**WHAT TO DO**
Every line from the line containing "fn from_iter<I: IntoIterator<Item" to the end of the data must appear in the answer exactly as it appears there, and nothing else.

(EXERCISE INPUT)

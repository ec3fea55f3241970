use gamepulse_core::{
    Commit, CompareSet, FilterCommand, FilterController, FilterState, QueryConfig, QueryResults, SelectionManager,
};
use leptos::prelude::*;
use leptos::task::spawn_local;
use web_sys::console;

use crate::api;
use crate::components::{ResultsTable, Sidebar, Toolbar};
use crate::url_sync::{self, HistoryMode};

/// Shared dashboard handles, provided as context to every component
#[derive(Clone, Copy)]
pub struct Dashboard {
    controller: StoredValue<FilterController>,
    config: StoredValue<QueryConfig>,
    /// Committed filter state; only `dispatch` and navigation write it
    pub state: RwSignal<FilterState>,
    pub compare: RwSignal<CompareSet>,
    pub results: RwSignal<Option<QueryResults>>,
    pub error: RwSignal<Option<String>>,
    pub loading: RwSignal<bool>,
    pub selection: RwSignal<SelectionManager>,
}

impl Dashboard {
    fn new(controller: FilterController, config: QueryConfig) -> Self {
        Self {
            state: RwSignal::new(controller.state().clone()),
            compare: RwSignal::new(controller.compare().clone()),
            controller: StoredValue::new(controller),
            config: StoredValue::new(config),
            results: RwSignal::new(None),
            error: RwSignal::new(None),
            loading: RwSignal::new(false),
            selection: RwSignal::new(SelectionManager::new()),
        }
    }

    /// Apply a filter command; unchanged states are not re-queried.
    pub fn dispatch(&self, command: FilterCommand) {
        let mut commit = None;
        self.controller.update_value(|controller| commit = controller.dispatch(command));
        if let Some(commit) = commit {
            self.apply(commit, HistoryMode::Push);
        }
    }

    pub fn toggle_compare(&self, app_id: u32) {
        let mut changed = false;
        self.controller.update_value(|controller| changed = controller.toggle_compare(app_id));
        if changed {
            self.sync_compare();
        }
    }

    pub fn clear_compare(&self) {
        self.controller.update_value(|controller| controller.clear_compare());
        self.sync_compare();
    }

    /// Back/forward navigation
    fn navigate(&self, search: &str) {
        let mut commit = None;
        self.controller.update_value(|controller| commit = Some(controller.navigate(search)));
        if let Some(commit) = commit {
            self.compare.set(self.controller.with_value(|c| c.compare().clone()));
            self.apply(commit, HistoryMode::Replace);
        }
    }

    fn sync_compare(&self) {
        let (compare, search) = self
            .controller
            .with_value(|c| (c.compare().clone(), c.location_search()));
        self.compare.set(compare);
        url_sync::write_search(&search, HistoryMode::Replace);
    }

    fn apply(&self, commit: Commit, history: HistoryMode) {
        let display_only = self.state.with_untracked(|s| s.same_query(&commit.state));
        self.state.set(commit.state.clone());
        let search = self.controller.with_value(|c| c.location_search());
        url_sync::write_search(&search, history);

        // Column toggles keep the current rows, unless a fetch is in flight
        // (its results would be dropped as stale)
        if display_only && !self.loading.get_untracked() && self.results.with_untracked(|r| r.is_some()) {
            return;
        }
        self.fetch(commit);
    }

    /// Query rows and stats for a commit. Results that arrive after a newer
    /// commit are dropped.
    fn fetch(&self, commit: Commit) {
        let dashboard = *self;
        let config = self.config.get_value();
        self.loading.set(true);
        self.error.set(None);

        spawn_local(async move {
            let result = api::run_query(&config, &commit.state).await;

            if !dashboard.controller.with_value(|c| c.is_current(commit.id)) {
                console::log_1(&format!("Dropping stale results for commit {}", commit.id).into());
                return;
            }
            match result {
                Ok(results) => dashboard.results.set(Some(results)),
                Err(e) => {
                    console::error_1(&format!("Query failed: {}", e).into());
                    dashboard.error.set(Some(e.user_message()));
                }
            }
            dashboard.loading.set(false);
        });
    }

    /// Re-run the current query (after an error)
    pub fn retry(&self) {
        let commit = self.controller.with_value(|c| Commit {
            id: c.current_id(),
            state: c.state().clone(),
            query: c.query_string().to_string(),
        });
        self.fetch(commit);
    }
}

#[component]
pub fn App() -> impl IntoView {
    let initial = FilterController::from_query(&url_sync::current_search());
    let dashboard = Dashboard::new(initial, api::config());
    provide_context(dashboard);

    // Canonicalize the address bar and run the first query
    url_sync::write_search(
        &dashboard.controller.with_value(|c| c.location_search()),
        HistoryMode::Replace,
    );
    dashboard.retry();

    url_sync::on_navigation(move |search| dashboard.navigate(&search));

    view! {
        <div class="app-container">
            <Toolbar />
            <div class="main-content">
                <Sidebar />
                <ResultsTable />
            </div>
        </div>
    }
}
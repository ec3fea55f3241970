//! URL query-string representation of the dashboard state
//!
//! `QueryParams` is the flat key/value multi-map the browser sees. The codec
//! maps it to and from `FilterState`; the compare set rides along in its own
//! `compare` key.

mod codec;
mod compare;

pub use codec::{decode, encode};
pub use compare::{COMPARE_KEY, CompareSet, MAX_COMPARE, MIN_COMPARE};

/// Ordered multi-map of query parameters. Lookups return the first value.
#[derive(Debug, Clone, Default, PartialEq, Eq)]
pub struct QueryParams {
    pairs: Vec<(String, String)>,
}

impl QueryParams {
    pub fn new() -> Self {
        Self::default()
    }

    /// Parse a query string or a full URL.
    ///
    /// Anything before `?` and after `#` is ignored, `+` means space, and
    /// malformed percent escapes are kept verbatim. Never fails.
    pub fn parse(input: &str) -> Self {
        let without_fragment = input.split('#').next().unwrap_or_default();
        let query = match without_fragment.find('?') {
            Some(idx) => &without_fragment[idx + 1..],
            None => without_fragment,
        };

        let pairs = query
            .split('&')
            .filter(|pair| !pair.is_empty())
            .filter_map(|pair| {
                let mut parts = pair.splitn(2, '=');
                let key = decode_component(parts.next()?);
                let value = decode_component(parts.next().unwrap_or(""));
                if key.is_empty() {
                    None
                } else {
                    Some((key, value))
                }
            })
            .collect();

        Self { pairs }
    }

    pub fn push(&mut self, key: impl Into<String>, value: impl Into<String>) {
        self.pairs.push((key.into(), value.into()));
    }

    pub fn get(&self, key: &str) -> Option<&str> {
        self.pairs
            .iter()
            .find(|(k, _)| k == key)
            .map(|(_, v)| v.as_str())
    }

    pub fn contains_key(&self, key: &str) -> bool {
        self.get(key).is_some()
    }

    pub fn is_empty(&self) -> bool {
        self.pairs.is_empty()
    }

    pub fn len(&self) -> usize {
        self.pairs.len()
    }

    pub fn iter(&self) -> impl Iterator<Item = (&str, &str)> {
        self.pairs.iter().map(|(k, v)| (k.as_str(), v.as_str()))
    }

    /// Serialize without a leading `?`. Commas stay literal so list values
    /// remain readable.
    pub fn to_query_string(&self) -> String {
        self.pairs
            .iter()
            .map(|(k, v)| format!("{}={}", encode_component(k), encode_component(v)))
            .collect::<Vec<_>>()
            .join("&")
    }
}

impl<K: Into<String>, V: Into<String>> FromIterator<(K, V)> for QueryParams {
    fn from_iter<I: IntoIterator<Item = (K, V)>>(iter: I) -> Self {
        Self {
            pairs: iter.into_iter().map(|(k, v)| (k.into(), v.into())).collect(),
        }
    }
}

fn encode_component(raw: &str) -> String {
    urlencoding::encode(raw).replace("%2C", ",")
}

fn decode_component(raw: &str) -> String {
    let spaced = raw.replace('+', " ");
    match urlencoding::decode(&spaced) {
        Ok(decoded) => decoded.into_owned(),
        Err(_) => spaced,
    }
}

(End EXERCISE INPUT)

**SOLUTION**
    fn from_iter<I: IntoIterator<Item = (K, V)>>(iter: I) -> Self {
        Self {
            pairs: iter.into_iter().map(|(k, v)| (k.into(), v.into())).collect(),
        }
    }
}

fn encode_component(raw: &str) -> String {
    urlencoding::encode(raw).replace("%2C", ",")
}

fn decode_component(raw: &str) -> String {
    let spaced = raw.replace('+', " ");
    match urlencoding::decode(&spaced) {
        Ok(decoded) => decoded.into_owned(),
        Err(_) => spaced,
    }
}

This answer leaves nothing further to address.